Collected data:
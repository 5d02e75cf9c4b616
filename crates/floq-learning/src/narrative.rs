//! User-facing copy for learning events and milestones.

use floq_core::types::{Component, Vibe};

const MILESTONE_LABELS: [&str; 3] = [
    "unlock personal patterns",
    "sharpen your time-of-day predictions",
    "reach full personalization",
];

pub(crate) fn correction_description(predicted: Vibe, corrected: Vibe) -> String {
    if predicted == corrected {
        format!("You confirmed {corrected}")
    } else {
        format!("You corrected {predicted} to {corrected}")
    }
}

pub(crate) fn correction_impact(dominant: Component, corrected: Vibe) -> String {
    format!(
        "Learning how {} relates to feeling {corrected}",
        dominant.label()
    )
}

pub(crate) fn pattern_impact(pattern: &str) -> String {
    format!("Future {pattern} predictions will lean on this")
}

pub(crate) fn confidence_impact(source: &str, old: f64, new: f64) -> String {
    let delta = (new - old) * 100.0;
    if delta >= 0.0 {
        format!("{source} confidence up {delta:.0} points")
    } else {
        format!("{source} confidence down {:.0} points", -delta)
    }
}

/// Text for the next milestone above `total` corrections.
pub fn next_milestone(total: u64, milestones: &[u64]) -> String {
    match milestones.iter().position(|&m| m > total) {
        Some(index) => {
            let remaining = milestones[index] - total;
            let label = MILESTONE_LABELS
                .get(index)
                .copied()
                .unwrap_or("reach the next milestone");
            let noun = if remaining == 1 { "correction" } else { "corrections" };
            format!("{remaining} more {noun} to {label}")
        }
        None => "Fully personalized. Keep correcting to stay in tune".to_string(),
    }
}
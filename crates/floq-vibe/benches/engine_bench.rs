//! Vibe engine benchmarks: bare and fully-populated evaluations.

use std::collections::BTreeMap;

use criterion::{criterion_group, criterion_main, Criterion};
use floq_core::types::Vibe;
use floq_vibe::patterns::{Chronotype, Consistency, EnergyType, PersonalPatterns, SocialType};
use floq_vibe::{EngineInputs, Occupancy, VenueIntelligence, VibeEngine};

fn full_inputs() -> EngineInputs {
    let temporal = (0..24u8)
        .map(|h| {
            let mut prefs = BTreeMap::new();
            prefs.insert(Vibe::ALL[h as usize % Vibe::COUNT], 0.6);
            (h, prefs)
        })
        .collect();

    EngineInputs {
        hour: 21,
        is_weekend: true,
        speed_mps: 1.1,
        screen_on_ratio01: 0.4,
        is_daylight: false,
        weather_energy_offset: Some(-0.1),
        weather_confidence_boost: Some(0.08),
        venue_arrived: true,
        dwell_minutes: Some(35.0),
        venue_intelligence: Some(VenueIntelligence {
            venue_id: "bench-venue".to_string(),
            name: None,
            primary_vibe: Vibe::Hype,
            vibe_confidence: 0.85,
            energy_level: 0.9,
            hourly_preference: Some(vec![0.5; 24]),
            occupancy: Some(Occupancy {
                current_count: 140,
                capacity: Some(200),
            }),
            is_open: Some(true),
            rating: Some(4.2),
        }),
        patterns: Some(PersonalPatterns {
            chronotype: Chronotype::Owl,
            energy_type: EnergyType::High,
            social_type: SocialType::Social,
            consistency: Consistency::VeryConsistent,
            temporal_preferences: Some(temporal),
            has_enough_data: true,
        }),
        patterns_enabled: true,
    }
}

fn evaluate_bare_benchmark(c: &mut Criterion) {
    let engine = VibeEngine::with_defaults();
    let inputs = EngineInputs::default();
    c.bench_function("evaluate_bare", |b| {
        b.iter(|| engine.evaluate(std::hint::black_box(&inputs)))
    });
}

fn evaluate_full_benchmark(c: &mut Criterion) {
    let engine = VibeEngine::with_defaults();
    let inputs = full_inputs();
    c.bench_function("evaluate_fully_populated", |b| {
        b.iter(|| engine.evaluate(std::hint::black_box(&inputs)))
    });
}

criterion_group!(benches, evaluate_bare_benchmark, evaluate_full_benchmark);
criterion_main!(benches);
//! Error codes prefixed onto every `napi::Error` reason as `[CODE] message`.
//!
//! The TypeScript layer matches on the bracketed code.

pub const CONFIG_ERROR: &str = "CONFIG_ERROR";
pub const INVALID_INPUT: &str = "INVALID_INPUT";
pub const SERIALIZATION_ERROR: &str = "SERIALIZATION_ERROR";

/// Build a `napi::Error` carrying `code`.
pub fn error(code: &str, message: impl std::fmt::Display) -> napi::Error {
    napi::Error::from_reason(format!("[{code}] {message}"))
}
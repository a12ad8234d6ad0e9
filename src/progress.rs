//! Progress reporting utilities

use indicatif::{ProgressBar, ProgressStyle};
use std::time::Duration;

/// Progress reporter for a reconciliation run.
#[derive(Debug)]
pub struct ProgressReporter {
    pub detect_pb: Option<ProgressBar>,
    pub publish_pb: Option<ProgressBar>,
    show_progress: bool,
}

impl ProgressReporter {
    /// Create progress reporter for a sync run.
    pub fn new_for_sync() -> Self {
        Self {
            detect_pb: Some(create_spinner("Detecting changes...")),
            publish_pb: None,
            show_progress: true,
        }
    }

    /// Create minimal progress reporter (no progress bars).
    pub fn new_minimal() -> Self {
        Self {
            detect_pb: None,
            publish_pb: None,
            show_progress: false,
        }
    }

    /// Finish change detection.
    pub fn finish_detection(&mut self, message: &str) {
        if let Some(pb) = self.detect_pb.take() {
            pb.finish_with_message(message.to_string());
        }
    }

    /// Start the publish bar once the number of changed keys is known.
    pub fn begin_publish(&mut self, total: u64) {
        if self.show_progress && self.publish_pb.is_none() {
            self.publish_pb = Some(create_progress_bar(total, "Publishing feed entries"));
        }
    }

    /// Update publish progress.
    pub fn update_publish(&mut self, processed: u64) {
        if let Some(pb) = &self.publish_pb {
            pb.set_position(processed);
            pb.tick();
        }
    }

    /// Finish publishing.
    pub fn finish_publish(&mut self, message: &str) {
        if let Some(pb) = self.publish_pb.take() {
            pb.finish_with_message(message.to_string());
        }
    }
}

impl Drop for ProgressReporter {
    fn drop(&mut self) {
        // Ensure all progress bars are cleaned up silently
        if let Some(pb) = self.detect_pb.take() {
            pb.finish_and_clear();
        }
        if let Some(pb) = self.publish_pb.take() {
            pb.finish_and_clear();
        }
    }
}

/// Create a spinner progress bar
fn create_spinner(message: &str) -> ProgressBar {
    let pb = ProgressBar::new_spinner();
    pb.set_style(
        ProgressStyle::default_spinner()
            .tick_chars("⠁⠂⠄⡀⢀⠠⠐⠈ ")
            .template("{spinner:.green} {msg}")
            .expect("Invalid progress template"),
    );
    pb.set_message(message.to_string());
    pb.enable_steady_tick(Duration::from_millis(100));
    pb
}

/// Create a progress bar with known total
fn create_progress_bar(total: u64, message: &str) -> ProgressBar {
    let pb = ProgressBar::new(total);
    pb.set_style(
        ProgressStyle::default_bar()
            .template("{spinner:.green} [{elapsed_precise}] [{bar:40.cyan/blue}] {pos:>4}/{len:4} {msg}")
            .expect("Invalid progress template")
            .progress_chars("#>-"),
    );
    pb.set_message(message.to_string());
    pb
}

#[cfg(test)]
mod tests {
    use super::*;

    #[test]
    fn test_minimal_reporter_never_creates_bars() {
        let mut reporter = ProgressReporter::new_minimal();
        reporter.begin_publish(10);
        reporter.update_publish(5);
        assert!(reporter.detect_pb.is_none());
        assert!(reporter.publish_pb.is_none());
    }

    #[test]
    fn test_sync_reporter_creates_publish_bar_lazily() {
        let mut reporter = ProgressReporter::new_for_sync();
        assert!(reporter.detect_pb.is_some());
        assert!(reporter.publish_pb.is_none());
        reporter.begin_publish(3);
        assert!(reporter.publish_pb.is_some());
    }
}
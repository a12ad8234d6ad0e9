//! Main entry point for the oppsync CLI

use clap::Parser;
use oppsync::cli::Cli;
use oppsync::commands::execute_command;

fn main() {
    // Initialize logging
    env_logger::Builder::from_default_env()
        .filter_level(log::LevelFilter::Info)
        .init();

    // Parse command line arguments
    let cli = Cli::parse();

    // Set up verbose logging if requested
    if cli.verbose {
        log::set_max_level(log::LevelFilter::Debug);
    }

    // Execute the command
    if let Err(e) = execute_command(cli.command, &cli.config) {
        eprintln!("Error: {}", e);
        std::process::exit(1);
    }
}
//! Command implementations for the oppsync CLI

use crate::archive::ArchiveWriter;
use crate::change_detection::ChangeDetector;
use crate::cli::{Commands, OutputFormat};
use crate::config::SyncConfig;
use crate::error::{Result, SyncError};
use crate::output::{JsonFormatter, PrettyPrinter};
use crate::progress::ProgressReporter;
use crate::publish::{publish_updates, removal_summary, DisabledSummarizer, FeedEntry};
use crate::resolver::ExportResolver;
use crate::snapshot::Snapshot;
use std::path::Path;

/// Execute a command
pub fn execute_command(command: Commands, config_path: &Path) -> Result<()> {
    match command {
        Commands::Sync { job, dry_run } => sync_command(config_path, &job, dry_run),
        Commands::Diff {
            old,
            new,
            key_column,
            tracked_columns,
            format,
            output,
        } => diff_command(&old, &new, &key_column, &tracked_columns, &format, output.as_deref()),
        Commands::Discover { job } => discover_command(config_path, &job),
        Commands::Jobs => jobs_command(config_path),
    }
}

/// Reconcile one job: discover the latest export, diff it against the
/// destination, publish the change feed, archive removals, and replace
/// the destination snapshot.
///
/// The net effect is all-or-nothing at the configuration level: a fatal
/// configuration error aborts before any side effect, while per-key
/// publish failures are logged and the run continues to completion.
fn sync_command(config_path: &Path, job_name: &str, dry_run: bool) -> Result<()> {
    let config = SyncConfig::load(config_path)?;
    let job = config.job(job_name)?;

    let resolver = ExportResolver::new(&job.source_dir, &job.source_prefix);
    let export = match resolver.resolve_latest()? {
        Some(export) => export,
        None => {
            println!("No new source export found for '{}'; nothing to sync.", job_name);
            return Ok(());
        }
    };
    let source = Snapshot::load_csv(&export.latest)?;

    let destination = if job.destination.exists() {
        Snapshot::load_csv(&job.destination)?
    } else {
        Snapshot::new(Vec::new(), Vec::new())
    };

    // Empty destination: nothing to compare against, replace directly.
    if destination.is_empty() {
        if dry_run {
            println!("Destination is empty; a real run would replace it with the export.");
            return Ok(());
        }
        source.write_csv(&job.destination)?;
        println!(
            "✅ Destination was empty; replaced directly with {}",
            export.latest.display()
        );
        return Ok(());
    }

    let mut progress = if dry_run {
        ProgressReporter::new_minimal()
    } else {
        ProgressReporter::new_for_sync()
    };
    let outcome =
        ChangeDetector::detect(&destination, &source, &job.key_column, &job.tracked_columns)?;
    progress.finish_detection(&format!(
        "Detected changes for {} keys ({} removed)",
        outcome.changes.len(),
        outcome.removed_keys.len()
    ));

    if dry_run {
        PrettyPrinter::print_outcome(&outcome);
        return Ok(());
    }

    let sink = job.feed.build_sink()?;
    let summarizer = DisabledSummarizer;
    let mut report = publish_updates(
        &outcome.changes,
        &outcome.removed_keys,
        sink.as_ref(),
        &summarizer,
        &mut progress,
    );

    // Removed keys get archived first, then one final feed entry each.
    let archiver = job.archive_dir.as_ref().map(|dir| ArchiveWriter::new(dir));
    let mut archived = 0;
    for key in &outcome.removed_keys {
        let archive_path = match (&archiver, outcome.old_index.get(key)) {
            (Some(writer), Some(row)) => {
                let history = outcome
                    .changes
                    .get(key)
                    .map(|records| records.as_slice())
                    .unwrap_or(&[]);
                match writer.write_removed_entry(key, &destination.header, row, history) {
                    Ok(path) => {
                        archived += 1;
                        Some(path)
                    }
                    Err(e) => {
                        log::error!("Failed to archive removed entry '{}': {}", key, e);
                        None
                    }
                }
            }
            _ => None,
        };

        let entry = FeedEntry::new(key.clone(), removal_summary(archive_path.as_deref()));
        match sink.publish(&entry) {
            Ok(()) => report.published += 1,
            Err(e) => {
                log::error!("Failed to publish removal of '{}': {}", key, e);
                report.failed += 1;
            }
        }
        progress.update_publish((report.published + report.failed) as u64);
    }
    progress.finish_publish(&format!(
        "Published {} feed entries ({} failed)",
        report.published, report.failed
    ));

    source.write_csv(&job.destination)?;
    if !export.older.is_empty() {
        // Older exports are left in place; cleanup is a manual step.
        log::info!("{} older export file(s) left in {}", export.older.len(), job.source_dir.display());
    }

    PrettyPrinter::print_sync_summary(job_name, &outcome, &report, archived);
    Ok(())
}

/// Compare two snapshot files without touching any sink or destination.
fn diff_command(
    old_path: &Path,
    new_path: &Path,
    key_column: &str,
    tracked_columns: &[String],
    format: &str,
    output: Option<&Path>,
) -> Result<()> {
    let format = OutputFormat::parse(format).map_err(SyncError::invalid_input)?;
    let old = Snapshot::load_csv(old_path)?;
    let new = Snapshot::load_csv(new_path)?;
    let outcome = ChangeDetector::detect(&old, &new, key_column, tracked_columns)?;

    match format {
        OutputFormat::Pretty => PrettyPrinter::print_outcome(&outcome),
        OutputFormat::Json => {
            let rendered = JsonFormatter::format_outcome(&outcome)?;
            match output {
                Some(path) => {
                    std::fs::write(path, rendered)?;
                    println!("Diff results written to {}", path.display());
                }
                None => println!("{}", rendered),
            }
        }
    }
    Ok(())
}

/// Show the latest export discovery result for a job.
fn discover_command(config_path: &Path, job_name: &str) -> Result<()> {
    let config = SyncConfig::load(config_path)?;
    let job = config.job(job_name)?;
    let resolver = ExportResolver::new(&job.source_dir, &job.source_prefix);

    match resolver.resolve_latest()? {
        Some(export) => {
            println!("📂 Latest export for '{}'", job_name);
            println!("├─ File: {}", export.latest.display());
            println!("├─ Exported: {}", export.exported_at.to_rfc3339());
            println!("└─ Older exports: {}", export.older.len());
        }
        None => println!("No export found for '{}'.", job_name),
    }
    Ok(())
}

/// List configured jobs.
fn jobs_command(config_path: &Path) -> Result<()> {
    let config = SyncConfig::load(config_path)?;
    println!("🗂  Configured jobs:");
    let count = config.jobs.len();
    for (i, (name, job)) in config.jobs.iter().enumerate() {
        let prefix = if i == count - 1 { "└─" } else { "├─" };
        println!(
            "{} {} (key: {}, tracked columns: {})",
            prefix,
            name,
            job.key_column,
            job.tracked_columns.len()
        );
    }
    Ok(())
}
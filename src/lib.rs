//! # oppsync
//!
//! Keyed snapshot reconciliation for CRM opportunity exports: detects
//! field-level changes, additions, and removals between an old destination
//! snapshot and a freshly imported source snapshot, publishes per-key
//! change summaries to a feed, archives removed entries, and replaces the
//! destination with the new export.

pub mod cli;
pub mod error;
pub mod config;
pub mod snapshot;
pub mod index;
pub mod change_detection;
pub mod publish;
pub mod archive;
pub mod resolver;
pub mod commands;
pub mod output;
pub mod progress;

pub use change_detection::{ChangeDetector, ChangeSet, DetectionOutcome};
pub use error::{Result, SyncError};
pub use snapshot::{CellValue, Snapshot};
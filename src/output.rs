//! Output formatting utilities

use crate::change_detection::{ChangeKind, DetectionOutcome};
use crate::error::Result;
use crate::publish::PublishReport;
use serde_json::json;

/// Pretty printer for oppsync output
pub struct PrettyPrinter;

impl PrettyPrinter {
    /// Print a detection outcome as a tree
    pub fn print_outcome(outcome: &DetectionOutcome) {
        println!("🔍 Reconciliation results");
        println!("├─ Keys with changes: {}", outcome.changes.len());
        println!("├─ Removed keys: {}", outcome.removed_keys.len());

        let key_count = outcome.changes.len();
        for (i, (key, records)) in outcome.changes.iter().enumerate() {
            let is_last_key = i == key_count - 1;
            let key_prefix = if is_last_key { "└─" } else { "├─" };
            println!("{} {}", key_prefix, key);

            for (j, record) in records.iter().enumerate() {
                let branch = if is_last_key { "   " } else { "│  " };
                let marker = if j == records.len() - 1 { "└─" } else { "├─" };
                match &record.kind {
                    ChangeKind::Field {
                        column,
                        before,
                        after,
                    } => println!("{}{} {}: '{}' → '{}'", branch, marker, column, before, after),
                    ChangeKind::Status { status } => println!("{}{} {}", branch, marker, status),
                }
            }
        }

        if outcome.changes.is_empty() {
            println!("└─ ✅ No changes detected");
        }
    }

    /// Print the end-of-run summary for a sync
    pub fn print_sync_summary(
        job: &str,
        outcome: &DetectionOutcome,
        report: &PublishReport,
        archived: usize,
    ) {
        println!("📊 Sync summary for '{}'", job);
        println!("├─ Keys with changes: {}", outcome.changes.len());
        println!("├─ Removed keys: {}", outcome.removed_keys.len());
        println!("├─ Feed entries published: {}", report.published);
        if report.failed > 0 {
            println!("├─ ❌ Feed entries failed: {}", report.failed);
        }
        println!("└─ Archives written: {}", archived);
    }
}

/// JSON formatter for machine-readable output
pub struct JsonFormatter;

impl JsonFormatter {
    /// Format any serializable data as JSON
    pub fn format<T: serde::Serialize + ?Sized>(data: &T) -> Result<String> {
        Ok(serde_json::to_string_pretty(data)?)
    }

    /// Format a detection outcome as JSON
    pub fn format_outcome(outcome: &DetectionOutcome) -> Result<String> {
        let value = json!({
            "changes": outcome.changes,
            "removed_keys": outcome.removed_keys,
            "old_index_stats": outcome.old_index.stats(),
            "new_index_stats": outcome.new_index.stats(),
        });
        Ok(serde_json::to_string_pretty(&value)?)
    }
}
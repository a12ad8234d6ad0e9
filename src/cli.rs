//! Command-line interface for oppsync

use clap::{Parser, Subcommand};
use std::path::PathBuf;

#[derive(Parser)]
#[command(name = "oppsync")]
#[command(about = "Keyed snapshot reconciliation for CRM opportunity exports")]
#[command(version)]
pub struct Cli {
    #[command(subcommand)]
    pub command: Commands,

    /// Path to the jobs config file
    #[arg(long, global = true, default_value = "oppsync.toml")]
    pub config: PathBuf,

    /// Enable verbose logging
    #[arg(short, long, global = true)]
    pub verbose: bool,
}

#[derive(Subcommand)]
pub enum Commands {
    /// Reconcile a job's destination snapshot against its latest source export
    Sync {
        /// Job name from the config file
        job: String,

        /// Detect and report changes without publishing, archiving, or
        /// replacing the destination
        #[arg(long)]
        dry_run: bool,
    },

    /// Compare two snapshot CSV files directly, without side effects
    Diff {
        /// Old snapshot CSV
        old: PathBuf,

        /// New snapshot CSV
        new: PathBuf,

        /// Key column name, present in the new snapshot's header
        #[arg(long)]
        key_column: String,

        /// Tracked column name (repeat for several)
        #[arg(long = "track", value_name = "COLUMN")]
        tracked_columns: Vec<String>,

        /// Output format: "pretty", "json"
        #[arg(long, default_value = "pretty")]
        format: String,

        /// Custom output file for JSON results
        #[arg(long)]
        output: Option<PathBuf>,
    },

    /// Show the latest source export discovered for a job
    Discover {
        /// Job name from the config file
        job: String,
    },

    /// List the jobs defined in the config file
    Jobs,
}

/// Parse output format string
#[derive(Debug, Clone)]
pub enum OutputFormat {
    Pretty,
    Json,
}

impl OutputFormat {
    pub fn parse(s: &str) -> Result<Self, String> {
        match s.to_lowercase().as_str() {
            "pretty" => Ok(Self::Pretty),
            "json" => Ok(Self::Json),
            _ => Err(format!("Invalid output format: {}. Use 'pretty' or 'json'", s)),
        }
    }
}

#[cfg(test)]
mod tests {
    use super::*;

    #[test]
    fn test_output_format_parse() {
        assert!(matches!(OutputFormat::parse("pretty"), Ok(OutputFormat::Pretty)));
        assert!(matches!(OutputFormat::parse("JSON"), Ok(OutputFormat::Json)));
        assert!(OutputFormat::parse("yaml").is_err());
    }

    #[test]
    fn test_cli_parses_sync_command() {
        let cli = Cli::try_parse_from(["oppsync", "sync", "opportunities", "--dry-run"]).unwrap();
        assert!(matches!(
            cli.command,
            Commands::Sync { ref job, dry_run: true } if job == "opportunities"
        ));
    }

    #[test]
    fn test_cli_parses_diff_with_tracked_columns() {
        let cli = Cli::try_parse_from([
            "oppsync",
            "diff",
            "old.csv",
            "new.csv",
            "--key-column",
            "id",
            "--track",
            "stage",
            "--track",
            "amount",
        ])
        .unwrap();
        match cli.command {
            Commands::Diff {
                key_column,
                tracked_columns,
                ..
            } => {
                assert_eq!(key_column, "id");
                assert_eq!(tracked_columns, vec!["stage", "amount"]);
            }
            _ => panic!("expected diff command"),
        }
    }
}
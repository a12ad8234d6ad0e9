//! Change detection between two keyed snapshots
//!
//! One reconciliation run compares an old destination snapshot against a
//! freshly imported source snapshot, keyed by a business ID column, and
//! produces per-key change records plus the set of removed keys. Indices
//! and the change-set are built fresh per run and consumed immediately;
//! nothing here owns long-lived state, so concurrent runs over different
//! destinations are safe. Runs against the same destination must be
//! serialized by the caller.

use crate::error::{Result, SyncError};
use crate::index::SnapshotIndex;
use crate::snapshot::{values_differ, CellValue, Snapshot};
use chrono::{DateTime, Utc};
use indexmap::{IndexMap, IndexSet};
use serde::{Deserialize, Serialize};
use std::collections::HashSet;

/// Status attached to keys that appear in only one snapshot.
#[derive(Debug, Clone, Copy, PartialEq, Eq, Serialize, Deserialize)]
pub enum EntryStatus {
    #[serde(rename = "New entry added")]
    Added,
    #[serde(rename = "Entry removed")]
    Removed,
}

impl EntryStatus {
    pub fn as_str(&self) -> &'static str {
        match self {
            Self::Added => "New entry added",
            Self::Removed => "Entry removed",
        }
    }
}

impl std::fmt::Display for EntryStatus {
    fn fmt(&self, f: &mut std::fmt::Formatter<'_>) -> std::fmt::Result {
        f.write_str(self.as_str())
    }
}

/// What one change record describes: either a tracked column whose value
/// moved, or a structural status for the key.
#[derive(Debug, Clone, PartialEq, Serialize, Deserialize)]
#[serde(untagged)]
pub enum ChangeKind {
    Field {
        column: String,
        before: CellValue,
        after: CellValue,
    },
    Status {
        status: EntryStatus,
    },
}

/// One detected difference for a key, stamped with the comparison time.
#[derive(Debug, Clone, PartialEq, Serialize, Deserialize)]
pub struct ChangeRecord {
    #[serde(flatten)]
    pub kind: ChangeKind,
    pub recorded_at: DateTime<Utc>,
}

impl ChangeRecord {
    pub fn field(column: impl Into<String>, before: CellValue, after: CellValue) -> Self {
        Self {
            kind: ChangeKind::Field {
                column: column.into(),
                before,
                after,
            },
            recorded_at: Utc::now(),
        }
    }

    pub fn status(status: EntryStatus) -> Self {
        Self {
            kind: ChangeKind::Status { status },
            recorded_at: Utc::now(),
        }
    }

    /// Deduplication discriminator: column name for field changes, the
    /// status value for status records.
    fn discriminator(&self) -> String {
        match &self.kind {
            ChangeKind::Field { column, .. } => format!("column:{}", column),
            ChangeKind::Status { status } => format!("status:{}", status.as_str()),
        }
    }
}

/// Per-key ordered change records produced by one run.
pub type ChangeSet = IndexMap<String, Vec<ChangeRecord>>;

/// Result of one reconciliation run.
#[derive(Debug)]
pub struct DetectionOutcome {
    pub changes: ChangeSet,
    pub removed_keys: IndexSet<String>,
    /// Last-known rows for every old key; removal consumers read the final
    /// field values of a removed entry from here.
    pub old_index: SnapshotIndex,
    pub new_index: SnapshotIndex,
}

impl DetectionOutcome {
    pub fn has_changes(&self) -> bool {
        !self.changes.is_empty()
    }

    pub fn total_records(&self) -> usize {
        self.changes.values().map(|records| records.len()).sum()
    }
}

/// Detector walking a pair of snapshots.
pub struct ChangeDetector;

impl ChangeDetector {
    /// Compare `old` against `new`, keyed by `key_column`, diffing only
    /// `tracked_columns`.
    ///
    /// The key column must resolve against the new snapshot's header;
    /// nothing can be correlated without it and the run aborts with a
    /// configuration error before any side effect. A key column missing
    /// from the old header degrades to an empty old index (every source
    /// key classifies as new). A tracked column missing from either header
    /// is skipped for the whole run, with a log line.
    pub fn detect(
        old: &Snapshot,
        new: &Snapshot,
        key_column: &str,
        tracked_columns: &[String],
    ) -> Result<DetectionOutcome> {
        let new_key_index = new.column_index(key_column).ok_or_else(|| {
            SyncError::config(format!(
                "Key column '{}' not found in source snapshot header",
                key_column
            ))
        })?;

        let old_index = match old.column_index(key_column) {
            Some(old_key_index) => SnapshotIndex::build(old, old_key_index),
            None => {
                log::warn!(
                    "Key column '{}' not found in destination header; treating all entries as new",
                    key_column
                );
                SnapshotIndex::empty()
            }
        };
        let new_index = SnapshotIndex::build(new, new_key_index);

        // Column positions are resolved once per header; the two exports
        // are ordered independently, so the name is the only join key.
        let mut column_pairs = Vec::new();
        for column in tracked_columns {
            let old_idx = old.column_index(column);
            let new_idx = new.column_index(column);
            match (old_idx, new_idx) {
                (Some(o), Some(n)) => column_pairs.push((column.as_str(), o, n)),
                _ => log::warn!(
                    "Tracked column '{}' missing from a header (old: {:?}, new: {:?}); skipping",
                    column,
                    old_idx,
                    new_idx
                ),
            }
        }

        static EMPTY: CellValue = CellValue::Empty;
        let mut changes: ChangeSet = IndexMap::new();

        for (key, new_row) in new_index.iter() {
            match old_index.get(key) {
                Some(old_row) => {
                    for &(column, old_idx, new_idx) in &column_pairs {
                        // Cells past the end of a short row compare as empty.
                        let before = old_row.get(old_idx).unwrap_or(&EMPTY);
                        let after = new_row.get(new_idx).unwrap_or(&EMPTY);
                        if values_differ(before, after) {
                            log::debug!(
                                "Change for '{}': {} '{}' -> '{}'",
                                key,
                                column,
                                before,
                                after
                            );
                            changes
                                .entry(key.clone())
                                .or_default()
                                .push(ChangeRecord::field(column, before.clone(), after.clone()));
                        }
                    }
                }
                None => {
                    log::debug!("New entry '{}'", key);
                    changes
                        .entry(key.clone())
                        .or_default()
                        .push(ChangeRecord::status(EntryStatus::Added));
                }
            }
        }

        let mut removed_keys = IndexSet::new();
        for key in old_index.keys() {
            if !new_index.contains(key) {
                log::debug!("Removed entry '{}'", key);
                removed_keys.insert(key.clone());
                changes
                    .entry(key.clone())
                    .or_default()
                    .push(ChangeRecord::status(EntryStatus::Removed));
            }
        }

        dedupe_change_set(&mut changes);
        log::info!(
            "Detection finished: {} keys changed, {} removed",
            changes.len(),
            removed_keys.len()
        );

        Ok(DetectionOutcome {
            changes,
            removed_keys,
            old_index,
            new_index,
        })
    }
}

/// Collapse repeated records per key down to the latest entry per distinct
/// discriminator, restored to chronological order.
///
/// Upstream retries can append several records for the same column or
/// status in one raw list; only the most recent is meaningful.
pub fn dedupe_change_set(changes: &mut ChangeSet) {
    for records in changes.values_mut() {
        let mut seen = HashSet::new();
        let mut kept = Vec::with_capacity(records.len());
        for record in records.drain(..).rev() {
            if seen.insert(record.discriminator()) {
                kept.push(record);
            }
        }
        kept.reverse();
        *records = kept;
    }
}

#### [WORK REQUIRED]
Where does the word "files" occur in the records? Return every line that holds it.

#### [OUTPUT BELOW]
/// Compare two snapshot files without touching any sink or destination.
    /// Compare two snapshot CSV files directly, without side effects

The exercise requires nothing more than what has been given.